##### Stored data #####

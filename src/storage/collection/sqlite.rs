//! `SQLite`-backed document collection.
//!
//! Each collection is a table of extended-JSON documents:
//!
//! ```sql
//! CREATE TABLE "<collection>" (id INTEGER PRIMARY KEY AUTOINCREMENT, body TEXT NOT NULL)
//! ```
//!
//! Secondary indexes are expression indexes on `json_extract(body, ...)` and
//! are recorded in the `_collection_indexes` metadata table so they can be
//! listed back with their field names.

use crate::models::{Document, DocumentId, StoredDocument, Value};
use crate::storage::sqlite::{
    acquire_lock, configure_connection, json_field_expr, quote_identifier, timed,
    validate_collection_name, validate_field_name,
};
use crate::storage::traits::{DocumentStore, GroupCount, IndexSpec, ReplaceOutcome};
use crate::{Error, Result};
use rusqlite::types::Value as SqlValue;
use rusqlite::{Connection, params};
use std::path::{Path, PathBuf};
use std::sync::Mutex;
use tracing::instrument;

const BACKEND: &str = "sqlite";

/// `SQLite` document collection.
///
/// The connection is opened on construction and released when the store is
/// dropped or [`SqliteDocumentStore::close`] is called, so early returns on
/// any error path still close it.
pub struct SqliteDocumentStore {
    /// Protected by Mutex because `rusqlite::Connection` is not `Sync`.
    conn: Mutex<Connection>,
    /// Path to the database (None for in-memory).
    db_path: Option<PathBuf>,
    collection: String,
    /// Quoted table name, computed once.
    table: String,
}

impl SqliteDocumentStore {
    /// Opens (or creates) a database file and the named collection.
    ///
    /// # Errors
    ///
    /// Returns [`Error::InvalidInput`] for an invalid collection name and
    /// [`Error::Connection`] if the database cannot be opened or initialized.
    pub fn open(db_path: impl AsRef<Path>, collection: &str) -> Result<Self> {
        validate_collection_name(collection)?;
        let db_path = db_path.as_ref().to_path_buf();

        if let Some(parent) = db_path.parent().filter(|p| !p.as_os_str().is_empty()) {
            std::fs::create_dir_all(parent).map_err(|e| Error::Connection {
                target: db_path.display().to_string(),
                cause: e.to_string(),
            })?;
        }

        let conn = Connection::open(&db_path).map_err(|e| Error::Connection {
            target: db_path.display().to_string(),
            cause: e.to_string(),
        })?;

        let store = Self::from_connection(conn, Some(db_path), collection);
        store.initialize()?;
        tracing::debug!(
            path = ?store.db_path,
            collection = %store.collection,
            "Opened SQLite document store"
        );
        Ok(store)
    }

    /// Creates an in-memory collection (useful for testing).
    ///
    /// # Errors
    ///
    /// Returns an error if the collection name is invalid or the schema cannot
    /// be created.
    pub fn in_memory(collection: &str) -> Result<Self> {
        validate_collection_name(collection)?;
        let conn = Connection::open_in_memory().map_err(|e| Error::Connection {
            target: ":memory:".to_string(),
            cause: e.to_string(),
        })?;

        let store = Self::from_connection(conn, None, collection);
        store.initialize()?;
        Ok(store)
    }

    fn from_connection(conn: Connection, db_path: Option<PathBuf>, collection: &str) -> Self {
        Self {
            conn: Mutex::new(conn),
            db_path,
            collection: collection.to_string(),
            table: quote_identifier(collection),
        }
    }

    /// Returns the database path (None for in-memory).
    #[must_use]
    pub const fn db_path(&self) -> Option<&PathBuf> {
        self.db_path.as_ref()
    }

    /// Closes the connection, reporting any error `SQLite` raises while
    /// finalizing.
    ///
    /// # Errors
    ///
    /// Returns [`Error::OperationFailed`] if the connection cannot be closed
    /// cleanly.
    pub fn close(self) -> Result<()> {
        let conn = self
            .conn
            .into_inner()
            .unwrap_or_else(std::sync::PoisonError::into_inner);
        conn.close().map_err(|(_, e)| Error::OperationFailed {
            operation: "close_connection".to_string(),
            cause: e.to_string(),
        })?;
        tracing::debug!(collection = %self.collection, "Closed SQLite document store");
        Ok(())
    }

    /// Creates the collection table and the index metadata table.
    fn initialize(&self) -> Result<()> {
        let conn = acquire_lock(&self.conn);
        configure_connection(&conn)?;

        conn.execute_batch(&format!(
            "CREATE TABLE IF NOT EXISTS _collection_indexes (
                collection TEXT NOT NULL,
                name TEXT NOT NULL,
                field TEXT NOT NULL,
                is_unique INTEGER NOT NULL DEFAULT 0,
                PRIMARY KEY (collection, name)
            );
            CREATE TABLE IF NOT EXISTS {} (
                id INTEGER PRIMARY KEY AUTOINCREMENT,
                body TEXT NOT NULL
            );",
            self.table
        ))
        .map_err(|e| Error::Connection {
            target: self.describe(),
            cause: format!("schema initialization failed: {e}"),
        })
    }

    fn describe(&self) -> String {
        self.db_path.as_ref().map_or_else(
            || format!(":memory:/{}", self.collection),
            |p| format!("{}/{}", p.display(), self.collection),
        )
    }

    /// Encodes a batch up front so an encoding failure never leaves a
    /// partial insert behind.
    fn encode_all(documents: &[Document]) -> Result<Vec<String>> {
        documents.iter().map(Document::to_json_string).collect()
    }

    fn insert_encoded(&self, conn: &Connection, bodies: &[String]) -> Result<usize> {
        let mut stmt = conn
            .prepare_cached(&format!("INSERT INTO {} (body) VALUES (?1)", self.table))
            .map_err(|e| failed("prepare_insert", &e))?;
        for body in bodies {
            stmt.execute(params![body])
                .map_err(|e| failed("insert_document", &e))?;
        }
        Ok(bodies.len())
    }

    fn fetch_body(&self, conn: &Connection, id: i64) -> Result<Document> {
        let body: String = conn
            .query_row(
                &format!("SELECT body FROM {} WHERE id = ?1", self.table),
                params![id],
                |row| row.get(0),
            )
            .map_err(|e| failed("fetch_document", &e))?;
        Document::from_json_str(&body)
    }

    fn query_documents(
        &self,
        conn: &Connection,
        sql: &str,
        param: Option<SqlValue>,
    ) -> Result<Vec<StoredDocument>> {
        let mut stmt = conn.prepare(sql).map_err(|e| failed("prepare_find", &e))?;
        let map_row = |row: &rusqlite::Row<'_>| -> rusqlite::Result<(i64, String)> {
            Ok((row.get(0)?, row.get(1)?))
        };
        let rows = match &param {
            Some(value) => stmt.query_map([value], map_row),
            None => stmt.query_map([], map_row),
        }
        .map_err(|e| failed("find_documents", &e))?;

        let mut documents = Vec::new();
        for row in rows {
            let (id, body) = row.map_err(|e| failed("read_document_row", &e))?;
            documents.push(StoredDocument {
                id: DocumentId::new(id),
                document: Document::from_json_str(&body)?,
            });
        }
        Ok(documents)
    }
}

/// Builds the `OperationFailed` error for a failed `SQLite` call.
fn failed(operation: &str, e: &rusqlite::Error) -> Error {
    Error::OperationFailed {
        operation: operation.to_string(),
        cause: e.to_string(),
    }
}

/// Converts a lookup value into the SQL value `json_extract` yields for it.
///
/// Tagged dates come back from `json_extract` as minified JSON text.
fn lookup_param(value: &Value) -> Result<Option<SqlValue>> {
    Ok(match value {
        Value::Null => None,
        Value::Text(s) => Some(SqlValue::Text(s.clone())),
        Value::Int(i) => Some(SqlValue::Integer(*i)),
        Value::Float(f) => Some(SqlValue::Real(*f)),
        Value::DateTime(_) => {
            let json = value.to_json()?;
            Some(SqlValue::Text(json.to_string()))
        },
    })
}

impl DocumentStore for SqliteDocumentStore {
    fn collection(&self) -> &str {
        &self.collection
    }

    #[instrument(skip(self), fields(backend = "sqlite", collection = %self.collection))]
    fn delete_all(&self) -> Result<usize> {
        timed(BACKEND, "delete_all", || {
            let conn = acquire_lock(&self.conn);
            conn.execute(&format!("DELETE FROM {}", self.table), [])
                .map_err(|e| failed("delete_all", &e))
        })
    }

    #[instrument(skip(self, documents), fields(backend = "sqlite", collection = %self.collection, count = documents.len()))]
    fn insert_many(&self, documents: &[Document]) -> Result<usize> {
        timed(BACKEND, "insert_many", || {
            let bodies = Self::encode_all(documents)?;
            let mut conn = acquire_lock(&self.conn);
            let tx = conn
                .transaction()
                .map_err(|e| failed("begin_transaction", &e))?;
            let inserted = self.insert_encoded(&tx, &bodies)?;
            tx.commit().map_err(|e| failed("commit_transaction", &e))?;
            Ok(inserted)
        })
    }

    #[instrument(skip(self), fields(backend = "sqlite", collection = %self.collection))]
    fn find_all(&self) -> Result<Vec<StoredDocument>> {
        timed(BACKEND, "find_all", || {
            let conn = acquire_lock(&self.conn);
            self.query_documents(
                &conn,
                &format!("SELECT id, body FROM {} ORDER BY id", self.table),
                None,
            )
        })
    }

    #[instrument(skip(self, value), fields(backend = "sqlite", collection = %self.collection))]
    fn find_by(&self, field: &str, value: &Value) -> Result<Vec<StoredDocument>> {
        validate_field_name(field)?;
        timed(BACKEND, "find_by", || {
            let expr = json_field_expr(field);
            let param = lookup_param(value)?;
            let sql = if param.is_some() {
                format!(
                    "SELECT id, body FROM {} WHERE {expr} = ?1 ORDER BY id",
                    self.table
                )
            } else {
                format!(
                    "SELECT id, body FROM {} WHERE {expr} IS NULL ORDER BY id",
                    self.table
                )
            };
            let conn = acquire_lock(&self.conn);
            self.query_documents(&conn, &sql, param)
        })
    }

    #[instrument(skip(self), fields(backend = "sqlite", collection = %self.collection, index = %spec.name))]
    fn create_index(&self, spec: &IndexSpec) -> Result<()> {
        validate_field_name(&spec.field)?;
        validate_field_name(&spec.name)?;
        timed(BACKEND, "create_index", || {
            let index_name = quote_identifier(&format!("{}__{}", self.collection, spec.name));
            let unique = if spec.unique { "UNIQUE " } else { "" };
            let conn = acquire_lock(&self.conn);
            conn.execute(
                &format!(
                    "CREATE {unique}INDEX IF NOT EXISTS {index_name} ON {}({})",
                    self.table,
                    json_field_expr(&spec.field)
                ),
                [],
            )
            .map_err(|e| failed("create_index", &e))?;
            conn.execute(
                "INSERT OR IGNORE INTO _collection_indexes (collection, name, field, is_unique)
                 VALUES (?1, ?2, ?3, ?4)",
                params![self.collection, spec.name, spec.field, spec.unique],
            )
            .map_err(|e| failed("record_index", &e))?;
            Ok(())
        })
    }

    fn list_indexes(&self) -> Result<Vec<IndexSpec>> {
        timed(BACKEND, "list_indexes", || {
            let conn = acquire_lock(&self.conn);
            let mut stmt = conn
                .prepare(
                    "SELECT name, field, is_unique FROM _collection_indexes
                     WHERE collection = ?1 ORDER BY rowid",
                )
                .map_err(|e| failed("prepare_list_indexes", &e))?;
            let rows = stmt
                .query_map(params![self.collection], |row| {
                    Ok(IndexSpec {
                        name: row.get(0)?,
                        field: row.get(1)?,
                        unique: row.get(2)?,
                    })
                })
                .map_err(|e| failed("list_indexes", &e))?;
            rows.collect::<std::result::Result<Vec<_>, _>>()
                .map_err(|e| failed("read_index_row", &e))
        })
    }

    #[instrument(skip(self), fields(backend = "sqlite", collection = %self.collection))]
    fn group_count(&self, fields: &[&str]) -> Result<Vec<GroupCount>> {
        if fields.is_empty() {
            return Err(Error::InvalidInput(
                "group_count needs at least one field".to_string(),
            ));
        }
        for field in fields {
            validate_field_name(field)?;
        }

        timed(BACKEND, "group_count", || {
            let group_by = fields
                .iter()
                .map(|f| json_field_expr(f))
                .collect::<Vec<_>>()
                .join(", ");
            let conn = acquire_lock(&self.conn);
            let mut stmt = conn
                .prepare(&format!(
                    "SELECT MIN(id), COUNT(*) FROM {} GROUP BY {group_by}
                     HAVING COUNT(*) > 1 ORDER BY MIN(id)",
                    self.table
                ))
                .map_err(|e| failed("prepare_group_count", &e))?;
            let groups = stmt
                .query_map([], |row| Ok((row.get::<_, i64>(0)?, row.get::<_, i64>(1)?)))
                .map_err(|e| failed("group_count", &e))?
                .collect::<std::result::Result<Vec<_>, _>>()
                .map_err(|e| failed("read_group_row", &e))?;

            let mut counts = Vec::with_capacity(groups.len());
            for (first_id, count) in groups {
                let representative = self.fetch_body(&conn, first_id)?;
                let key = fields
                    .iter()
                    .map(|f| representative.get(f).cloned().unwrap_or(Value::Null))
                    .collect();
                counts.push(GroupCount {
                    key,
                    count: usize::try_from(count).unwrap_or(usize::MAX),
                });
            }
            Ok(counts)
        })
    }

    #[instrument(skip(self, documents), fields(backend = "sqlite", collection = %self.collection, count = documents.len()))]
    fn swap_all(&self, documents: &[Document]) -> Result<ReplaceOutcome> {
        timed(BACKEND, "swap_all", || {
            let bodies = Self::encode_all(documents)?;
            let mut conn = acquire_lock(&self.conn);
            let tx = conn
                .transaction()
                .map_err(|e| failed("begin_transaction", &e))?;
            let deleted = tx
                .execute(&format!("DELETE FROM {}", self.table), [])
                .map_err(|e| failed("delete_all", &e))?;
            let inserted = self.insert_encoded(&tx, &bodies)?;
            tx.commit().map_err(|e| failed("commit_transaction", &e))?;
            Ok(ReplaceOutcome { deleted, inserted })
        })
    }

    fn count(&self) -> Result<usize> {
        timed(BACKEND, "count", || {
            let conn = acquire_lock(&self.conn);
            let count: i64 = conn
                .query_row(&format!("SELECT COUNT(*) FROM {}", self.table), [], |row| {
                    row.get(0)
                })
                .map_err(|e| failed("count", &e))?;
            Ok(usize::try_from(count).unwrap_or(0))
        })
    }
}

#####

What the task requires:
Lines from the beginning of the data above through the line containing "they can be" are to be returned exactly, and no others.

Task output:
filename src/storage/collection/sqlite.rs
//! `SQLite`-backed document collection.
//!
//! Each collection is a table of extended-JSON documents:
//!
//! ```sql
//! CREATE TABLE "<collection>" (id INTEGER PRIMARY KEY AUTOINCREMENT, body TEXT NOT NULL)
//! ```
//!
//! Secondary indexes are expression indexes on `json_extract(body, ...)` and
//! are recorded in the `_collection_indexes` metadata table so they can be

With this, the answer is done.